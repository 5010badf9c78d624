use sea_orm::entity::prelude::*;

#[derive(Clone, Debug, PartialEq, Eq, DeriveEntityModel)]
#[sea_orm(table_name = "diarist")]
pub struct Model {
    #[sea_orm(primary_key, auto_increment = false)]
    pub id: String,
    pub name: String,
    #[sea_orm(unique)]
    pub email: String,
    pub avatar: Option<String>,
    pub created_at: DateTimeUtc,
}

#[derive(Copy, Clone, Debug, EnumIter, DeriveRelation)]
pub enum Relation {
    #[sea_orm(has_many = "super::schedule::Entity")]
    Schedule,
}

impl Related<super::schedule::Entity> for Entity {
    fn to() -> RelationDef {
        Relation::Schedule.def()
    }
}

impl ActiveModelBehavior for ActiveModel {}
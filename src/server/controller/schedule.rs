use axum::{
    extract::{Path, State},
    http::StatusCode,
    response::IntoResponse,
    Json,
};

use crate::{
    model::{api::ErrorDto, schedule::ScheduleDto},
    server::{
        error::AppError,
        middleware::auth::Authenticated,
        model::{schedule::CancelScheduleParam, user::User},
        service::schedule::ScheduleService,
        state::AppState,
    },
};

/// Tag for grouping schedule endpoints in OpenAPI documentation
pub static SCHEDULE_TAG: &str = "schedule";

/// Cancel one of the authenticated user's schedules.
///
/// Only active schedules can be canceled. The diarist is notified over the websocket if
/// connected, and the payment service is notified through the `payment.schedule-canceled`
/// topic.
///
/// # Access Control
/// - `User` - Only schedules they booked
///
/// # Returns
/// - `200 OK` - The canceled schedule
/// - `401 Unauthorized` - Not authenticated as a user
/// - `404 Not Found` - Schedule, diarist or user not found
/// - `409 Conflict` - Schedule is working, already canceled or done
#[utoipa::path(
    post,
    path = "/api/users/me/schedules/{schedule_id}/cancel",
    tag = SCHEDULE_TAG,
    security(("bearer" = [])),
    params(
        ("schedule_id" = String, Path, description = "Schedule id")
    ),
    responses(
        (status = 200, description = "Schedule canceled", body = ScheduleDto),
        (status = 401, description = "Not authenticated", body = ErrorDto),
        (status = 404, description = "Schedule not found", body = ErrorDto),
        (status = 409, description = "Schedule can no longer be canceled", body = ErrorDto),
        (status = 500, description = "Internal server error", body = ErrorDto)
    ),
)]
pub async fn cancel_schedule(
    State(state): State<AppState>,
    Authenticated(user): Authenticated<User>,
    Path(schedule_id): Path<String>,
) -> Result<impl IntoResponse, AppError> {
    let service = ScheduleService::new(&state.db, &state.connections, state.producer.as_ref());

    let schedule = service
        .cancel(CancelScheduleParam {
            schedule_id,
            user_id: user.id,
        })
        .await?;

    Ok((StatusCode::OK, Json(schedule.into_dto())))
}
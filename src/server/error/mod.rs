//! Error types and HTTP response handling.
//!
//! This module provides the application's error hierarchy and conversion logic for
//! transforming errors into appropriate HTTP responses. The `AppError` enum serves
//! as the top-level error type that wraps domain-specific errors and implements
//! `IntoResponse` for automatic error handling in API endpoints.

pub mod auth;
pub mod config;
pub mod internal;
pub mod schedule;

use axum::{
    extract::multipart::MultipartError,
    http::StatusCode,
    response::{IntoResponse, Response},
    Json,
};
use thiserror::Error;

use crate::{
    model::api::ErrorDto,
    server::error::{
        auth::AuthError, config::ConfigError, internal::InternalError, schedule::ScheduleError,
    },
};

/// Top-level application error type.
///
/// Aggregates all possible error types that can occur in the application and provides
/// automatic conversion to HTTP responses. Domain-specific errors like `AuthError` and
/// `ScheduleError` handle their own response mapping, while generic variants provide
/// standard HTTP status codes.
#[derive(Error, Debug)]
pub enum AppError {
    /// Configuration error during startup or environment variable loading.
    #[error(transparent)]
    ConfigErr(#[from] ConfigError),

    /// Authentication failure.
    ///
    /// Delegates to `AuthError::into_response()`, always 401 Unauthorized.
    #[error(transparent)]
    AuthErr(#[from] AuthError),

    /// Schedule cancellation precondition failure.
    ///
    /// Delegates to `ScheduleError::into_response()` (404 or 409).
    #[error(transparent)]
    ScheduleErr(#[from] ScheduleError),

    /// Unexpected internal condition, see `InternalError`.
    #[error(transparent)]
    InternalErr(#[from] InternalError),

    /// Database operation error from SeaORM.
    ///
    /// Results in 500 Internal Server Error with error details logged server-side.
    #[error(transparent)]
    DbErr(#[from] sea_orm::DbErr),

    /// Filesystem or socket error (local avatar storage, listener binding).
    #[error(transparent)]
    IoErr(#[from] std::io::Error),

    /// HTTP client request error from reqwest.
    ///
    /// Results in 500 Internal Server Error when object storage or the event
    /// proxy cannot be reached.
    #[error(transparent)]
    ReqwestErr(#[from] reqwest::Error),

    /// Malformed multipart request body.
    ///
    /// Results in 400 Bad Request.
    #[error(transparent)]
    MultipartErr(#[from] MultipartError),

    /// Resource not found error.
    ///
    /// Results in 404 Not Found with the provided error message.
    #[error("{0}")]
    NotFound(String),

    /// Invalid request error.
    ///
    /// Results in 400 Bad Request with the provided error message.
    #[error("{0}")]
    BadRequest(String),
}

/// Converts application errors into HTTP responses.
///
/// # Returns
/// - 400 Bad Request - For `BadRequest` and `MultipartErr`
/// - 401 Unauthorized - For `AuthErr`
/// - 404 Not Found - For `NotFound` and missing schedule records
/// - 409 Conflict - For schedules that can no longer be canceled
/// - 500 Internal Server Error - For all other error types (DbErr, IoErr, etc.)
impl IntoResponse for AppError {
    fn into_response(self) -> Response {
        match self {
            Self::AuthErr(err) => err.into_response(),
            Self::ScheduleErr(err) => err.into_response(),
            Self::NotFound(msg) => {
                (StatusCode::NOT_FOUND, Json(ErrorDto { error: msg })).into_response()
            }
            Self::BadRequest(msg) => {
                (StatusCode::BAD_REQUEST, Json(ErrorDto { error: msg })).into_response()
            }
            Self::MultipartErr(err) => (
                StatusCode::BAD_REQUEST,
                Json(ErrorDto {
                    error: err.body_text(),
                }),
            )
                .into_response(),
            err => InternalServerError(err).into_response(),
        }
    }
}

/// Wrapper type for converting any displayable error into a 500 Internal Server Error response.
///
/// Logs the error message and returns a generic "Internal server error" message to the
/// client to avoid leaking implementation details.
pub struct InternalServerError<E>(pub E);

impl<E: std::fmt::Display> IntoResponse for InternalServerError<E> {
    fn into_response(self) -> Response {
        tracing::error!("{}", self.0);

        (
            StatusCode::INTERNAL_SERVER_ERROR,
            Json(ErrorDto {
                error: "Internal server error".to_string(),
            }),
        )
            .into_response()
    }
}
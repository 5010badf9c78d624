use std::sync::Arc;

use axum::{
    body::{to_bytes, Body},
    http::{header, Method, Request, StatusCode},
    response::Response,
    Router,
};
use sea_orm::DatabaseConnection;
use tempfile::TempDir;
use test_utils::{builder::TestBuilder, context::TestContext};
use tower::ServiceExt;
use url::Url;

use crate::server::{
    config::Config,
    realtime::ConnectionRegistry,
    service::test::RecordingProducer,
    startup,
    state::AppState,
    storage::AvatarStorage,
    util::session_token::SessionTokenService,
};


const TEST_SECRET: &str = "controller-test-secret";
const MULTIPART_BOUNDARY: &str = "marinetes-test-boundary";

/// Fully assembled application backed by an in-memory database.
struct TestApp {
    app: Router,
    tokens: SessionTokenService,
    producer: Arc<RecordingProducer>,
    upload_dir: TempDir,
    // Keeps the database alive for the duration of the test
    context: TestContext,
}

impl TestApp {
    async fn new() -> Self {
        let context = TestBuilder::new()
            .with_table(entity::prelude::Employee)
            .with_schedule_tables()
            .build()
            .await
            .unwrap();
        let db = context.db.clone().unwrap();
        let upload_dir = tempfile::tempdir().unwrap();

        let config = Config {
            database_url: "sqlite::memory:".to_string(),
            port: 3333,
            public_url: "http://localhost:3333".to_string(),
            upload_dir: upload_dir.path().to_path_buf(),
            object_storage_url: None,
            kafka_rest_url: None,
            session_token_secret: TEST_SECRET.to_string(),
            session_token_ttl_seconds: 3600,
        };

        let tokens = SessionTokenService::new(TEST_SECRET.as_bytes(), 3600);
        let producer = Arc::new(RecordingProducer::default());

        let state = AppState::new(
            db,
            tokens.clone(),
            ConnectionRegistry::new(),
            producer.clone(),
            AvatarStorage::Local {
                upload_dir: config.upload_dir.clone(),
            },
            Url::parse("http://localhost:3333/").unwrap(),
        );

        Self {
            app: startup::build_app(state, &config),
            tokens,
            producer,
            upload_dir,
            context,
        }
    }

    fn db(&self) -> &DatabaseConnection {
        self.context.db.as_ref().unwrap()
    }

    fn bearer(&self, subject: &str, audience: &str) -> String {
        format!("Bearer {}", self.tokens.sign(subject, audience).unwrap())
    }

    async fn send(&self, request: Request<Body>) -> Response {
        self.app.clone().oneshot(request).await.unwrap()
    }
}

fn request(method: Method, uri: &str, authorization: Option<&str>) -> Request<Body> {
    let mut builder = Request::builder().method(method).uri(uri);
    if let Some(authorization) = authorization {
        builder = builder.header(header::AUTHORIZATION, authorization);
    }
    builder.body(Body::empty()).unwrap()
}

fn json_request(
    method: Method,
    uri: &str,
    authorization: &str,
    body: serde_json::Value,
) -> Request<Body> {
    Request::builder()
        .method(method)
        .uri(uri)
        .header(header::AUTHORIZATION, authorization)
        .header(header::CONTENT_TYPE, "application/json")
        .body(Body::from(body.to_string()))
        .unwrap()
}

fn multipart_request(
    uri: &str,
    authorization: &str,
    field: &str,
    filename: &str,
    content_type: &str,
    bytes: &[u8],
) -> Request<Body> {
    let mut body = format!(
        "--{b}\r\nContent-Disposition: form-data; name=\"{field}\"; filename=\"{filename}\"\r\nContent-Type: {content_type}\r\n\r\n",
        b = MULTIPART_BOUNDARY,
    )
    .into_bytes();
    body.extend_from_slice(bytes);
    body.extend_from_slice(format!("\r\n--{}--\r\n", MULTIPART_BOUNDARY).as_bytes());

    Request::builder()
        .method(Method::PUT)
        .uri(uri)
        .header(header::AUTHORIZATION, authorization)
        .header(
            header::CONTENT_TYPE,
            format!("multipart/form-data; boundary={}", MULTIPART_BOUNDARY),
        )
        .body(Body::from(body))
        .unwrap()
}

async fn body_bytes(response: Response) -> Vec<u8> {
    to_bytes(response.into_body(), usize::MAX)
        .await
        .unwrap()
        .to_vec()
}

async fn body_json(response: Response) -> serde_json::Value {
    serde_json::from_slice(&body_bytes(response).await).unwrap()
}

# Task instructions
Ending with the line containing "impl Related<super::schedule::Entity> for", please print exactly the lines of the material above from its first line onward, and nothing else.

# Result for this exercise
repository 5010badf9c78d624
use sea_orm::entity::prelude::*;

#[derive(Clone, Debug, PartialEq, Eq, DeriveEntityModel)]
#[sea_orm(table_name = "diarist")]
pub struct Model {
    #[sea_orm(primary_key, auto_increment = false)]
    pub id: String,
    pub name: String,
    #[sea_orm(unique)]
    pub email: String,
    pub avatar: Option<String>,
    pub created_at: DateTimeUtc,
}

#[derive(Copy, Clone, Debug, EnumIter, DeriveRelation)]
pub enum Relation {
    #[sea_orm(has_many = "super::schedule::Entity")]
    Schedule,
}

impl Related<super::schedule::Entity> for Entity {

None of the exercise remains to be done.